Only lines holding the word "policy" are wanted from the records; copy all of them.

## THE DATA
--------------------------------
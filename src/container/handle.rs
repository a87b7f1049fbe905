//! Lifecycle management for one dependency container.
//!
//! ```text
//! UNSTARTED → RUNNING ⇄ SUSPENDED → STOPPED
//! ```
//!
//! `start` creates the process (or unpauses it), resolves the host the
//! caller should connect to when the container has an endpoint, then polls the health probe until it passes or
//! the retry budget runs out.

use std::sync::Arc;

use chrono::{DateTime, Utc};
use serde::{Deserialize, Serialize};
use tracing::{Instrument, Span};

use crate::container::engine::ContainerEngine;
use crate::container::environment::{resolve_host, RuntimeEnvironment};
use crate::container::options::{ContainerOption, Options};
use crate::container::probe::ContainerContext;
use crate::error::ContainerError;

/// State of a managed container.
#[derive(Debug, Clone, Copy, PartialEq, Eq, Serialize, Deserialize)]
#[serde(rename_all = "lowercase")]
pub enum ContainerState {
    /// Handle exists, no engine process yet.
    Unstarted,
    /// Process created and running.
    Running,
    /// Process paused; identity kept, not reachable.
    Suspended,
    /// Process removed. Terminal.
    Stopped,
}

impl std::fmt::Display for ContainerState {
    fn fmt(&self, f: &mut std::fmt::Formatter<'_>) -> std::fmt::Result {
        match self {
            ContainerState::Unstarted => write!(f, "unstarted"),
            ContainerState::Running => write!(f, "running"),
            ContainerState::Suspended => write!(f, "suspended"),
            ContainerState::Stopped => write!(f, "stopped"),
        }
    }
}

/// A dependency container with lifecycle tracking.
pub struct Container {
    engine: Arc<dyn ContainerEngine>,
    environment: RuntimeEnvironment,
    options: Options,
    /// Engine identifier, present between creation and removal.
    id: Option<String>,
    state: ContainerState,
    /// Host the caller reaches the container on, set after start/resume.
    host: Option<String>,
    initialized: bool,
    started_at: Option<DateTime<Utc>>,
    span: Span,
}

impl Container {
    /// Creates an unstarted handle. No engine call is made.
    pub fn new(
        engine: Arc<dyn ContainerEngine>,
        environment: RuntimeEnvironment,
        options: Options,
    ) -> Self {
        let span = options
            .span
            .clone()
            .unwrap_or_else(|| tracing::info_span!("container", image = %options.image()));

        Self {
            engine,
            environment,
            options,
            id: None,
            state: ContainerState::Unstarted,
            host: None,
            initialized: false,
            started_at: None,
            span,
        }
    }

    /// Builds the options from `options` and creates an unstarted handle.
    pub fn with_options(
        engine: Arc<dyn ContainerEngine>,
        environment: RuntimeEnvironment,
        options: impl IntoIterator<Item = ContainerOption>,
    ) -> Self {
        Self::new(engine, environment, Options::build(options))
    }

    /// Starts or resumes the container and waits until it is healthy.
    ///
    /// # Errors
    ///
    /// - `ContainerError::Stopped` if the handle was already stopped
    /// - `ContainerError::Engine` if the engine fails to create, start,
    ///   unpause or inspect the process; a process created by this call is
    ///   removed again and the handle stays `Unstarted`
    /// - `ContainerError::HealthCheckTimeout` if the probe never passes; the
    ///   process keeps running
    /// - `ContainerError::Initializer` if the post-start initializer fails
    pub async fn start(&mut self) -> Result<(), ContainerError> {
        let created = match self.state {
            ContainerState::Stopped => return Err(ContainerError::Stopped),
            ContainerState::Running if self.host.is_some() || !self.has_endpoint() => {
                tracing::debug!(parent: &self.span, "Already running, re-validating health");
                return self.check_health().await;
            }
            ContainerState::Running => false,
            ContainerState::Suspended => {
                self.resume().await?;
                false
            }
            ContainerState::Unstarted => {
                self.create_and_start().await?;
                true
            }
        };

        if self.has_endpoint() {
            if let Err(e) = self.resolve_endpoint().await {
                tracing::error!(parent: &self.span, error = %e, "Failed to resolve container host");
                self.host = None;
                if created {
                    self.discard().await;
                }
                return Err(e);
            }
        }

        self.check_health().await?;

        if !self.initialized {
            if let Some(init) = self.options.initializer.clone() {
                let ctx = self.context()?;
                init.initialize(&ctx)
                    .instrument(self.span.clone())
                    .await
                    .map_err(ContainerError::Initializer)?;
                tracing::info!(parent: &self.span, id = %ctx.id, "Initializer completed");
            }
            self.initialized = true;
        }

        Ok(())
    }

    /// False for run-to-completion jobs: nothing exposed, probed or initialized.
    fn has_endpoint(&self) -> bool {
        !self.options.exposed_ports.is_empty()
            || !self.options.port_bindings.is_empty()
            || self.options.health_check.is_some()
            || self.options.initializer.is_some()
    }

    async fn resolve_endpoint(&mut self) -> Result<(), ContainerError> {
        let id = self.id.as_deref().ok_or(ContainerError::NotStarted)?;
        let host = resolve_host(self.environment, self.engine.as_ref(), id, &self.options.host).await?;
        tracing::info!(parent: &self.span, id, host = %host, environment = %self.environment, "Container reachable");
        self.host = Some(host);
        Ok(())
    }

    /// Force-removes a process created by this start and returns the handle
    /// to `Unstarted`.
    async fn discard(&mut self) {
        let Some(id) = self.id.take() else {
            return;
        };
        if let Err(e) = self.engine.remove_container(&id, true).await {
            tracing::warn!(parent: &self.span, id = %id, error = %e, "Failed to remove container after failed start");
        }
        self.host = None;
        self.started_at = None;
        self.state = ContainerState::Unstarted;
    }

    async fn create_and_start(&mut self) -> Result<(), ContainerError> {
        let image = self.options.image();
        if !self.engine.image_exists(&image).await {
            tracing::info!(parent: &self.span, image = %image, "Pulling image");
            self.engine.pull_image(&image).await?;
        }

        let id = self.engine.create_container(&self.options.create_spec()).await?;
        tracing::info!(parent: &self.span, id = %id, image = %image, "Container created");

        if let Err(e) = self.engine.start_container(&id).await {
            tracing::error!(parent: &self.span, id = %id, error = %e, "Failed to start container");
            if let Err(remove_err) = self.engine.remove_container(&id, true).await {
                tracing::warn!(parent: &self.span, id = %id, error = %remove_err, "Failed to remove container after failed start");
            }
            return Err(e.into());
        }

        tracing::info!(parent: &self.span, id = %id, "Container started");
        self.id = Some(id);
        self.state = ContainerState::Running;
        self.started_at = Some(Utc::now());
        Ok(())
    }

    async fn resume(&mut self) -> Result<(), ContainerError> {
        let id = self.id.clone().ok_or(ContainerError::NotStarted)?;
        self.engine.unpause_container(&id).await?;
        self.state = ContainerState::Running;
        tracing::info!(parent: &self.span, id = %id, "Container resumed");
        Ok(())
    }

    async fn check_health(&self) -> Result<(), ContainerError> {
        let Some(check) = self.options.health_check.clone() else {
            return Ok(());
        };

        let ctx = self.context()?;
        let probe = &check.probe;
        let ctx_ref = &ctx;

        let result = check
            .policy
            .run(move || probe.probe(ctx_ref))
            .instrument(self.span.clone())
            .await;

        match result {
            Ok(()) => {
                tracing::info!(parent: &self.span, id = %ctx.id, "Health check passed");
                Ok(())
            }
            Err(source) => {
                tracing::error!(parent: &self.span, id = %ctx.id, attempts = check.policy.attempts, error = %source, "Health check timed out");
                Err(ContainerError::HealthCheckTimeout {
                    attempts: check.policy.attempts,
                    source,
                })
            }
        }
    }

    /// Pauses the running process without removing it.
    pub async fn suspend(&mut self) -> Result<(), ContainerError> {
        match self.state {
            ContainerState::Unstarted | ContainerState::Stopped => Err(ContainerError::NotStarted),
            ContainerState::Suspended => Ok(()),
            ContainerState::Running => {
                let id = self.id.clone().ok_or(ContainerError::NotStarted)?;
                if let Err(e) = self.engine.pause_container(&id).await {
                    tracing::error!(parent: &self.span, id = %id, error = %e, "Failed to suspend container");
                    return Err(e.into());
                }
                self.state = ContainerState::Suspended;
                tracing::info!(parent: &self.span, id = %id, "Container suspended");
                Ok(())
            }
        }
    }

    /// Stops and removes the process. The handle cannot be started again.
    ///
    /// A graceful stop is attempted first; its failure is logged and the
    /// removal is forced.
    pub async fn stop(&mut self) -> Result<(), ContainerError> {
        let id = match (self.state, self.id.clone()) {
            (ContainerState::Running | ContainerState::Suspended, Some(id)) => id,
            _ => return Err(ContainerError::NotStarted),
        };

        if let Err(e) = self.engine.stop_container(&id).await {
            tracing::warn!(parent: &self.span, id = %id, error = %e, "Failed to stop container gracefully");
        }

        if let Err(e) = self.engine.remove_container(&id, true).await {
            tracing::error!(parent: &self.span, id = %id, error = %e, "Failed to remove container");
            return Err(e.into());
        }

        self.id = None;
        self.host = None;
        self.state = ContainerState::Stopped;
        tracing::info!(parent: &self.span, id = %id, "Container stopped");
        Ok(())
    }

    /// Stops the container if it was started.
    ///
    /// Returns `ContainerError::NotStarted` without touching the engine when
    /// the handle was never started or has already been torn down.
    pub async fn teardown(&mut self) -> Result<(), ContainerError> {
        if !self.is_started() {
            tracing::debug!(parent: &self.span, state = %self.state, "Teardown skipped");
            return Err(ContainerError::NotStarted);
        }
        self.stop().await
    }

    /// Waits for a run-to-completion container to exit.
    ///
    /// # Errors
    ///
    /// Returns `ContainerError::NonZeroExit` when the process exits with a
    /// non-zero code.
    pub async fn wait(&mut self) -> Result<(), ContainerError> {
        let id = match (self.state, self.id.clone()) {
            (ContainerState::Running | ContainerState::Suspended, Some(id)) => id,
            _ => return Err(ContainerError::NotStarted),
        };

        let code = self.engine.wait_container(&id).await?;
        if code != 0 {
            tracing::error!(parent: &self.span, id = %id, exit_code = code, "Container exited with failure");
            return Err(ContainerError::NonZeroExit { code });
        }

        tracing::info!(parent: &self.span, id = %id, "Container exited");
        Ok(())
    }

    /// Context handed to probes and initializers.
    pub fn context(&self) -> Result<ContainerContext, ContainerError> {
        match (&self.id, &self.host) {
            (Some(id), Some(host)) => Ok(ContainerContext {
                id: id.clone(),
                host: host.clone(),
                environment: self.environment,
                engine: self.engine.clone(),
            }),
            _ => Err(ContainerError::NotStarted),
        }
    }

    /// Returns the engine identifier, if the process exists.
    pub fn id(&self) -> Option<&str> {
        self.id.as_deref()
    }

    pub fn state(&self) -> ContainerState {
        self.state
    }

    /// Returns the host resolved at the last start or resume.
    pub fn host(&self) -> Option<&str> {
        self.host.as_deref()
    }

    pub fn environment(&self) -> RuntimeEnvironment {
        self.environment
    }

    pub fn options(&self) -> &Options {
        &self.options
    }

    pub fn engine(&self) -> &Arc<dyn ContainerEngine> {
        &self.engine
    }

    /// Returns when the process was last created.
    pub fn started_at(&self) -> Option<DateTime<Utc>> {
        self.started_at
    }

    /// True while the process exists (running or suspended).
    pub fn is_started(&self) -> bool {
        matches!(self.state, ContainerState::Running | ContainerState::Suspended)
    }

    pub fn is_running(&self) -> bool {
        self.state == ContainerState::Running
    }
}

impl std::fmt::Debug for Container {
    fn fmt(&self, f: &mut std::fmt::Formatter<'_>) -> std::fmt::Result {
        f.debug_struct("Container")
            .field("id", &self.id)
            .field("state", &self.state)
            .field("host", &self.host)
            .field("environment", &self.environment)
            .field("options", &self.options)
            .finish_non_exhaustive()
    }
}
--------------------------------
## TASK OUTPUT
            .policy
                tracing::error!(parent: &self.span, id = %ctx.id, attempts = check.policy.attempts, error = %source, "Health check timed out");
                    attempts: check.policy.attempts,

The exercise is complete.